6.2 Factorized Embeddings (ALBERT)

ALBERT also factorizes the embedding matrix: vocab_size x hidden_size → (vocab_size x embedding_size) + (embedding_size x hidden_size), where embedding_size is much smaller than hidden_size.

class FactorizedEmbedding(nn.Module):
    """
    ALBERT-style factorized embedding.
    vocab_size x H factored into (vocab_size x E) + (E x H)
    where E << H.
    """
    def __init__(self, vocab_size, embedding_size=128, hidden_size=768):
        super().__init__()
        self.word_embeddings = nn.Embedding(vocab_size, embedding_size)
        self.embedding_projection = nn.Linear(embedding_size, hidden_size, bias=False)

    def forward(self, input_ids):
        embed = self.word_embeddings(input_ids)        # (B, seq, E)
        return self.embedding_projection(embed)         # (B, seq, H)

# Parameter comparison (vocab_size=30000)
standard_embed = nn.Embedding(30000, 768)                  # 23.0M params
factorized_embed = FactorizedEmbedding(30000, 128, 768)    # 3.97M params

s_params = sum(p.numel() for p in standard_embed.parameters())
f_params = sum(p.numel() for p in factorized_embed.parameters())
print(f"Standard: {s_params:,} -> Factorized: {f_params:,}")
print(f"Savings: {(s_params - f_params)/s_params:.1%}")

7. Neural Architecture Search (NAS)

7.1 Manual Design vs AutoML

Traditional CNNs were designed by researchers by hand (VGG, ResNet).

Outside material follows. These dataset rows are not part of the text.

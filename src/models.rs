//! Data models and structures
//!
//! Defines the request and result payloads of the generate endpoint, the
//! length-category lookup, and process configuration.

use serde::{Deserialize, Serialize};
use serde_json::Value;
use std::time::Duration;

pub const DEFAULT_MODEL: &str = "gemini-2.0-flash-001";
pub const DEFAULT_HOST: &str = "0.0.0.0";
pub const DEFAULT_PORT: u16 = 5000;
pub const DEFAULT_TIMEOUT_SECS: u64 = 30;

/// A validated content-generation request.
///
/// Field values are kept as the text that will be interpolated into the
/// prompt; `length` keeps the raw JSON value so range lookup only matches
/// real strings.
#[derive(Debug, Clone, PartialEq)]
pub struct GenerationRequest {
    pub topic: String,
    pub tone: String,
    pub content_type: String,
    pub length: Value,
}

impl GenerationRequest {
    pub fn length_range(&self) -> LengthRange {
        match self.length.as_str() {
            Some(length) => LengthRange::for_length(length),
            None => LengthRange::DEFAULT,
        }
    }
}

/// Target word-count range derived from a length category.
#[derive(Debug, Clone, Copy, PartialEq, Eq)]
pub struct LengthRange {
    pub min_words: u32,
    pub max_words: u32,
}

impl LengthRange {
    pub const SMALL: LengthRange = LengthRange {
        min_words: 50,
        max_words: 100,
    };
    pub const MEDIUM: LengthRange = LengthRange {
        min_words: 100,
        max_words: 200,
    };
    pub const DEFAULT: LengthRange = LengthRange {
        min_words: 200,
        max_words: 300,
    };

    /// Exact, case-sensitive match; anything unrecognised gets the default.
    pub fn for_length(length: &str) -> Self {
        match length {
            "medium" => Self::MEDIUM,
            "small" => Self::SMALL,
            _ => Self::DEFAULT,
        }
    }
}

/// Response payload for `POST /api/generate`.
#[derive(Debug, Clone, PartialEq, Serialize, Deserialize)]
#[serde(rename_all = "camelCase")]
pub struct GenerationResult {
    pub success: bool,
    #[serde(skip_serializing_if = "Option::is_none")]
    pub response: Option<String>,
    #[serde(skip_serializing_if = "Option::is_none")]
    pub word_count: Option<usize>,
    #[serde(skip_serializing_if = "Option::is_none")]
    pub char_count: Option<usize>,
    #[serde(skip_serializing_if = "Option::is_none")]
    pub error: Option<String>,
}

impl GenerationResult {
    pub fn success(text: String) -> Self {
        Self {
            success: true,
            word_count: Some(word_count(&text)),
            char_count: Some(char_count(&text)),
            response: Some(text),
            error: None,
        }
    }

    pub fn failure(error: String) -> Self {
        Self {
            success: false,
            response: None,
            word_count: None,
            char_count: None,
            error: Some(error),
        }
    }
}

/// Number of whitespace-delimited tokens.
pub fn word_count(text: &str) -> usize {
    text.split_whitespace().count()
}

/// Length in characters, not bytes.
pub fn char_count(text: &str) -> usize {
    text.chars().count()
}

// Configuration
#[derive(Debug, Clone)]
pub struct Config {
    pub google_api_key: String,
    pub model: String,
    pub timeout: Duration,
    pub host: String,
    pub port: u16,
}

impl Config {
    pub fn from_env() -> crate::Result<Self> {
        dotenvy::dotenv().ok();
        Self::from_lookup(|key| std::env::var(key).ok())
    }

    pub fn from_lookup<F>(lookup: F) -> crate::Result<Self>
    where
        F: Fn(&str) -> Option<String>,
    {
        let google_api_key = lookup("GOOGLE_API_KEY")
            .filter(|key| !key.is_empty())
            .ok_or_else(|| crate::Error::Config("GOOGLE_API_KEY not set".to_string()))?;

        let timeout_secs = match lookup("GENERATION_TIMEOUT_SECS") {
            Some(raw) => raw.parse::<u64>().map_err(|_| {
                crate::Error::Config(format!("Invalid GENERATION_TIMEOUT_SECS '{}'", raw))
            })?,
            None => DEFAULT_TIMEOUT_SECS,
        };

        let port = match lookup("PORT") {
            Some(raw) => raw
                .parse::<u16>()
                .map_err(|_| crate::Error::Config(format!("Invalid PORT '{}'", raw)))?,
            None => DEFAULT_PORT,
        };

        Ok(Self {
            google_api_key,
            model: lookup("GEMINI_MODEL").unwrap_or_else(|| DEFAULT_MODEL.to_string()),
            timeout: Duration::from_secs(timeout_secs),
            host: lookup("HOST").unwrap_or_else(|| DEFAULT_HOST.to_string()),
            port,
        })
    }

    pub fn bind_addr(&self) -> String {
        format!("{}:{}", self.host, self.port)
    }
}

#[cfg(test)]
mod tests {
    use super::*;
    use serde_json::json;
    use std::collections::HashMap;

    fn lookup_from(pairs: &[(&str, &str)]) -> impl Fn(&str) -> Option<String> {
        let map: HashMap<String, String> = pairs
            .iter()
            .map(|(k, v)| (k.to_string(), v.to_string()))
            .collect();
        move |key| map.get(key).cloned()
    }

    #[test]
    fn test_length_range_lookup() {
        assert_eq!(LengthRange::for_length("medium"), LengthRange::MEDIUM);
        assert_eq!(LengthRange::for_length("small"), LengthRange::SMALL);
        assert_eq!(LengthRange::for_length("large"), LengthRange::DEFAULT);
        assert_eq!(LengthRange::for_length(""), LengthRange::DEFAULT);
        assert_eq!(LengthRange::for_length("MEDIUM"), LengthRange::DEFAULT);
        assert_eq!(LengthRange::for_length(" small"), LengthRange::DEFAULT);
    }

    #[test]
    fn test_non_string_length_uses_default_range() {
        let request = GenerationRequest {
            topic: "cats".to_string(),
            tone: "formal".to_string(),
            content_type: "email".to_string(),
            length: json!(100),
        };
        assert_eq!(request.length_range(), LengthRange::DEFAULT);
    }

    #[test]
    fn test_counts() {
        assert_eq!(word_count("Hello world"), 2);
        assert_eq!(char_count("Hello world"), 11);
        assert_eq!(word_count("  spaced\tout\nwords  "), 3);
        assert_eq!(word_count(""), 0);
        assert_eq!(char_count("café"), 4);
    }

    #[test]
    fn test_success_serialization() {
        let json = serde_json::to_value(GenerationResult::success("Hello world".to_string()))
            .unwrap();
        assert_eq!(
            json,
            json!({
                "success": true,
                "response": "Hello world",
                "wordCount": 2,
                "charCount": 11
            })
        );
    }

    #[test]
    fn test_failure_serialization() {
        let json = serde_json::to_value(GenerationResult::failure("boom".to_string())).unwrap();
        assert_eq!(json, json!({ "success": false, "error": "boom" }));
    }

    #[test]
    fn test_config_defaults() {
        let config = Config::from_lookup(lookup_from(&[("GOOGLE_API_KEY", "key")])).unwrap();
        assert_eq!(config.google_api_key, "key");
        assert_eq!(config.model, DEFAULT_MODEL);
        assert_eq!(config.timeout, Duration::from_secs(DEFAULT_TIMEOUT_SECS));
        assert_eq!(config.bind_addr(), "0.0.0.0:5000");
    }

    #[test]
    fn test_config_overrides() {
        let config = Config::from_lookup(lookup_from(&[
            ("GOOGLE_API_KEY", "key"),
            ("GEMINI_MODEL", "gemini-2.5-flash"),
            ("GENERATION_TIMEOUT_SECS", "5"),
            ("HOST", "127.0.0.1"),
            ("PORT", "8080"),
        ]))
        .unwrap();
        assert_eq!(config.model, "gemini-2.5-flash");
        assert_eq!(config.timeout, Duration::from_secs(5));
        assert_eq!(config.bind_addr(), "127.0.0.1:8080");
    }

    #[test]
    fn test_config_requires_api_key() {
        let err = Config::from_lookup(lookup_from(&[])).unwrap_err();
        assert!(err.to_string().contains("GOOGLE_API_KEY"));
    }

    #[test]
    fn test_config_rejects_bad_port() {
        let err = Config::from_lookup(lookup_from(&[("GOOGLE_API_KEY", "key"), ("PORT", "http")]))
            .unwrap_err();
        assert!(matches!(err, crate::Error::Config(_)));
    }
}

NAS automates this process.

Three core components of NAS:

Search Space: What operations and structures to explore
Search Strategy: Reinforcement learning, evolutionary algorithms, gradient-based methods
Performance Estimation: Quickly evaluate candidate architectures

7.2 DARTS (Differentiable Architecture Search)

Liu et al. (2019). Transforms architecture search into a continuous optimization problem.

import torch
import torch.nn as nn
import torch.nn.functional as F


# Candidate operations
PRIMITIVES = [
    'none',           # Zero connection
    'skip_connect',   # Identity
    'sep_conv_3x3',   # 3x3 Separable Conv
    'sep_conv_5x5',   # 5x5 Separable Conv
    'dil_conv_3x3',   # 3x3 Dilated Conv
    'dil_conv_5x5',   # 5x5 Dilated Conv
    'avg_pool_3x3',   # 3x3 Average Pool
    'max_pool_3x3',   # 3x3 Max Pool
]


class MixedOperation(nn.Module):
    """
    DARTS: represent each edge as a weighted mixture of operations.
    Architecture parameters (alpha) control each operation's weight.
    """
    def __init__(self, C, stride, primitives):
        super().__init__()
        self.ops = nn.ModuleList([
            self._build_op(primitive, C, stride)
            for primitive in primitives
        ])
        # Learnable architecture parameters
        self.arch_params = nn.Parameter(
            torch.randn(len(primitives)) * 1e-3
        )

    def _build_op(self, primitive, C, stride):
        if primitive == 'none':
            return nn.Sequential()
        elif primitive == 'skip_connect':
            return nn.Identity() if stride == 1 else nn.Sequential(
                nn.AvgPool2d(stride, stride, padding=0),
                nn.Conv2d(C, C, 1, bias=False),
                nn.BatchNorm2d(C)
            )
        elif primitive == 'sep_conv_3x3':
            return nn.Sequential(
                nn.Conv2d(C, C, 3, stride=stride, padding=1, groups=C, bias=False),
                nn.Conv2d(C, C, 1, bias=False),
                nn.BatchNorm2d(C),
                nn.ReLU(inplace=True),
            )
        elif primitive == 'avg_pool_3x3':
            return nn.AvgPool2d(3, stride=stride, padding=1)
        elif primitive == 'max_pool_3x3':
            return nn.MaxPool2d(3, stride=stride, padding=1)
        else:
            return nn.Identity()

    def forward(self, x):
        weights = F.softmax(self.arch_params, dim=0)
        results = []
        for w, op in zip(weights, self.ops):
            try:
                result = op(x)
                results.append(w * result)
            except Exception:
                pass

        if results:
            output = results[0]
            for r in results[1:]:
                if r.shape == output.shape:
                    output = output + r
            return output
        return x


def darts_discrete(cell):
    """
    Convert continuous architecture to discrete by
    selecting the highest-weight operation at each edge.
    """
    for op in cell.ops:
        weights = F.softmax(op.arch_params, dim=0)
        best_op_idx = weights.argmax().item()
        print(f"  Selected: {PRIMITIVES[best_op_idx]} "
              f"(weight: {weights[best_op_idx]:.3f})")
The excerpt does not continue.